Williams’ script is charged with emotion, as Wanda Maximoff meant a lot to so many people in the Marvel Universe. For the Avengers, she was a longtime teammate—and for the Vision, she was the love of his life. For Magneto, she was his daughter. And for Quicksilver, she was her brother. It’s the Quicksilver and Magneto scenes that have the most weight, as Quicksilver is wracked with anger over his sister’s passing, and Magneto is desperate to save her. In traditional Magneto fashion, it isn’t long before a fight breaks out. X-Factor also continues to play a large role in the proceedings and the newly minted team of X-Men. Not only do they have to keep the peace between the Avengers and other mutants, but they also have to keep the secret of resurrection. To Williams’ credit, this leads to one of the funniest interactions in the issue as Iron Man tries to impress Emma Frost to no avail.

The Scarlet Witch herself makes an appearance, as the circumstances of her death are thrown into question. Of course, given that we’re dealing with the realm of superheroes, this isn’t too big of a surprise. However, the issue reveals more about the nature of magic and how it both is and isn’t under people’s control. “Magic rules itself,” she says. “And mortality simply bears witness”—a line that is equal parts haunting and poignant.

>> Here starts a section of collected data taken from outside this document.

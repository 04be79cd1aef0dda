//! Entities and the behaviours that move them across the level grid.

use glam::Vec2;
use moodscroll_core::{EntityId, EntityKind, PixelRect, TILE_SIZE};

use crate::grid::{cell_index, LevelGrid};

/// Side length of an entity's square body in pixels.
pub(crate) const BODY_SIZE: f32 = TILE_SIZE as f32;

/// Lifecycle state read by the reap sweep.
#[derive(Clone, Copy, Debug, PartialEq, Eq, Hash)]
pub enum Aliveness {
    /// The entity takes part in updates.
    Alive,
    /// The entity is waiting to be reaped after the current update pass.
    Dead,
}

/// Horizontal travel direction of a patrolling entity.
#[derive(Clone, Copy, Debug, PartialEq, Eq, Hash)]
pub enum Heading {
    /// Towards decreasing columns.
    Left,
    /// Towards increasing columns.
    Right,
}

impl Heading {
    /// Opposite direction.
    #[must_use]
    pub const fn flipped(self) -> Self {
        match self {
            Self::Left => Self::Right,
            Self::Right => Self::Left,
        }
    }

    /// Sign applied to the patrol speed.
    #[must_use]
    pub const fn sign(self) -> f32 {
        match self {
            Self::Left => -1.0,
            Self::Right => 1.0,
        }
    }
}

/// Vertical acceleration applied to falling entities.
#[derive(Clone, Copy, Debug, PartialEq)]
pub struct Physics {
    /// Pixels per frame added to the vertical velocity while airborne.
    pub gravity: f32,
    /// Largest downward velocity in pixels per frame. Kept below a tile so a
    /// single vertical step never skips a solid row.
    pub terminal_velocity: f32,
}

impl Default for Physics {
    fn default() -> Self {
        Self {
            gravity: 0.75,
            terminal_velocity: 12.0,
        }
    }
}

/// Position, velocity, and lifecycle state of an entity.
#[derive(Clone, Debug, PartialEq)]
pub struct Body {
    position: Vec2,
    velocity: Vec2,
    aliveness: Aliveness,
    on_ground: bool,
}

impl Body {
    fn at_cell(column: u32, row: u32) -> Self {
        Self {
            position: Vec2::new(column as f32, row as f32) * BODY_SIZE,
            velocity: Vec2::ZERO,
            aliveness: Aliveness::Alive,
            on_ground: false,
        }
    }

    /// Upper-left corner in pixels.
    #[must_use]
    pub const fn position(&self) -> Vec2 {
        self.position
    }

    /// Velocity in pixels per frame.
    #[must_use]
    pub const fn velocity(&self) -> Vec2 {
        self.velocity
    }

    /// Current lifecycle state.
    #[must_use]
    pub const fn aliveness(&self) -> Aliveness {
        self.aliveness
    }

    /// Reports whether the body rested on a solid tile after the last vertical step.
    #[must_use]
    pub const fn on_ground(&self) -> bool {
        self.on_ground
    }

    fn kill(&mut self) {
        self.aliveness = Aliveness::Dead;
    }

    fn apply_gravity(&mut self, physics: Physics) {
        self.velocity.y = (self.velocity.y + physics.gravity).min(physics.terminal_velocity);
    }

    fn overlaps(&self, rect: PixelRect) -> bool {
        self.position.x < rect.right()
            && self.position.x + BODY_SIZE > rect.left()
            && self.position.y < rect.bottom()
            && self.position.y + BODY_SIZE > rect.top()
    }

    fn touching_colliders(&self, grid: &LevelGrid) -> Vec<PixelRect> {
        grid.colliders_within(
            self.position.x,
            self.position.y,
            self.position.x + BODY_SIZE,
            self.position.y + BODY_SIZE,
        )
        .filter(|rect| self.overlaps(*rect))
        .collect()
    }

    fn resolve_vertical(&mut self, grid: &LevelGrid) {
        self.on_ground = false;
        for rect in self.touching_colliders(grid) {
            if self.velocity.y > 0.0 {
                self.position.y = rect.top() - BODY_SIZE;
                self.velocity.y = 0.0;
                self.on_ground = true;
            } else if self.velocity.y < 0.0 {
                self.position.y = rect.bottom();
                self.velocity.y = 0.0;
            }
        }
    }

    fn resolve_horizontal(&mut self, grid: &LevelGrid) {
        for rect in self.touching_colliders(grid) {
            if self.velocity.x > 0.0 {
                self.position.x = rect.left() - BODY_SIZE;
                self.velocity.x = 0.0;
            } else if self.velocity.x < 0.0 {
                self.position.x = rect.right();
                self.velocity.x = 0.0;
            }
        }
    }
}

/// Back-and-forth walking with obstruction reversal and out-of-bounds death.
#[derive(Clone, Copy, Debug, PartialEq)]
pub struct PatrolTrait {
    heading: Heading,
    speed: f32,
}

impl PatrolTrait {
    /// Creates a patrol behaviour walking in `heading` at `speed` pixels per frame.
    #[must_use]
    pub const fn new(heading: Heading, speed: f32) -> Self {
        Self { heading, speed }
    }

    /// Current walking direction.
    #[must_use]
    pub const fn heading(&self) -> Heading {
        self.heading
    }

    /// Advances the body one frame, settling the vertical axis before the horizontal one.
    ///
    /// A zero horizontal velocity means the previous frame hit an obstacle,
    /// so the heading flips. A body whose row or column lies outside the grid
    /// dies before moving along that axis.
    pub fn update(&mut self, body: &mut Body, grid: &LevelGrid) {
        if body.velocity.x == 0.0 {
            self.heading = self.heading.flipped();
        }
        body.velocity.x = self.speed * self.heading.sign();

        let row = cell_index(body.position.y);
        if row < 0 || row >= i64::from(grid.row_count()) {
            body.kill();
            return;
        }
        body.position.y += body.velocity.y;
        body.resolve_vertical(grid);

        let column = cell_index(body.position.x);
        if column < 0 || column >= i64::from(grid.length()) {
            body.kill();
            return;
        }
        body.position.x += body.velocity.x;
        body.resolve_horizontal(grid);
    }
}

/// Per-entity behaviour selected at construction.
#[derive(Clone, Copy, Debug, PartialEq)]
pub enum Behavior {
    /// Walks back and forth under gravity.
    Patrol(PatrolTrait),
    /// Never moves.
    Static,
}

/// Simulated inhabitant of the level.
#[derive(Clone, Debug, PartialEq)]
pub struct Entity {
    id: EntityId,
    kind: EntityKind,
    body: Body,
    behavior: Behavior,
    active: bool,
}

impl Entity {
    pub(crate) fn new(
        id: EntityId,
        kind: EntityKind,
        column: u32,
        row: u32,
        behavior: Behavior,
    ) -> Self {
        let mut body = Body::at_cell(column, row);
        if let Behavior::Patrol(patrol) = behavior {
            body.velocity.x = patrol.speed * patrol.heading.sign();
        }
        Self {
            id,
            kind,
            body,
            behavior,
            active: false,
        }
    }

    /// Identifier allocated by the world.
    #[must_use]
    pub const fn id(&self) -> EntityId {
        self.id
    }

    /// Kind the entity was spawned as.
    #[must_use]
    pub const fn kind(&self) -> EntityKind {
        self.kind
    }

    /// Position, velocity, and lifecycle state.
    #[must_use]
    pub const fn body(&self) -> &Body {
        &self.body
    }

    /// Behaviour driving the entity.
    #[must_use]
    pub const fn behavior(&self) -> &Behavior {
        &self.behavior
    }

    /// Reports whether the camera has brought the entity into play.
    #[must_use]
    pub const fn is_active(&self) -> bool {
        self.active
    }

    /// Reports whether the entity survives the next reap sweep.
    #[must_use]
    pub fn is_alive(&self) -> bool {
        self.body.aliveness == Aliveness::Alive
    }

    /// Column containing the entity's upper-left corner.
    #[must_use]
    pub fn column(&self) -> i64 {
        cell_index(self.body.position.x)
    }

    pub(crate) fn activate(&mut self) {
        self.active = true;
    }

    /// Runs one frame of behaviour. Dead or inactive entities stay untouched.
    pub(crate) fn update(&mut self, grid: &LevelGrid, physics: Physics) {
        if !self.active || !self.is_alive() {
            return;
        }
        match &mut self.behavior {
            Behavior::Patrol(patrol) => {
                self.body.apply_gravity(physics);
                patrol.update(&mut self.body, grid);
            }
            Behavior::Static => {}
        }
    }

    #[cfg(test)]
    pub(crate) fn place(&mut self, position: Vec2, velocity: Vec2) {
        self.body.position = position;
        self.body.velocity = velocity;
    }
}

Werneck draws an impressive collection of battle sequences, consisting of one-page spreads begging to be turned into posters. From the Avengers leaping into action to Polaris and Magneto have a duel with magnetic forces, each character’s power is on full display throughout the issue. Werneck also has the chance to draw Magneto in multiple outfits, including his all-black ensemble and his classic red-and-purple outfit. Delgado colors all of it in bright and vibrant hues, making Krakoa look like paradise. Character’s clothing often represents mood, and with a character like Magneto, that’s especially important. Magneto’s blood-red costume is a perfect complement to the rage that has fueled him his entire life, while his black outfit is representative of the grief he is suffering.

X-Men: The Trial of Magneto #2 is packed full of emotion and action, as the Master of Magnetism wrestles with his angst as well as his fellow mutants. With a jaw-dropper of an ending and three issues left, it seems like this is one murder mystery that doesn’t fit conventions.

X-Men: The Trial of Magneto #2 is available wherever comics are sold.

X-Men: The Trial of Magneto #2
5

TL;DR

X-Men: The Trial of Magneto #2 is packed full of emotion and action, as the Master of Magnetism wrestles with his angst as well as his fellow mutants. With a jaw-dropper of an ending and three issues left, it seems like this is one murder mystery that doesn’t fit conventions.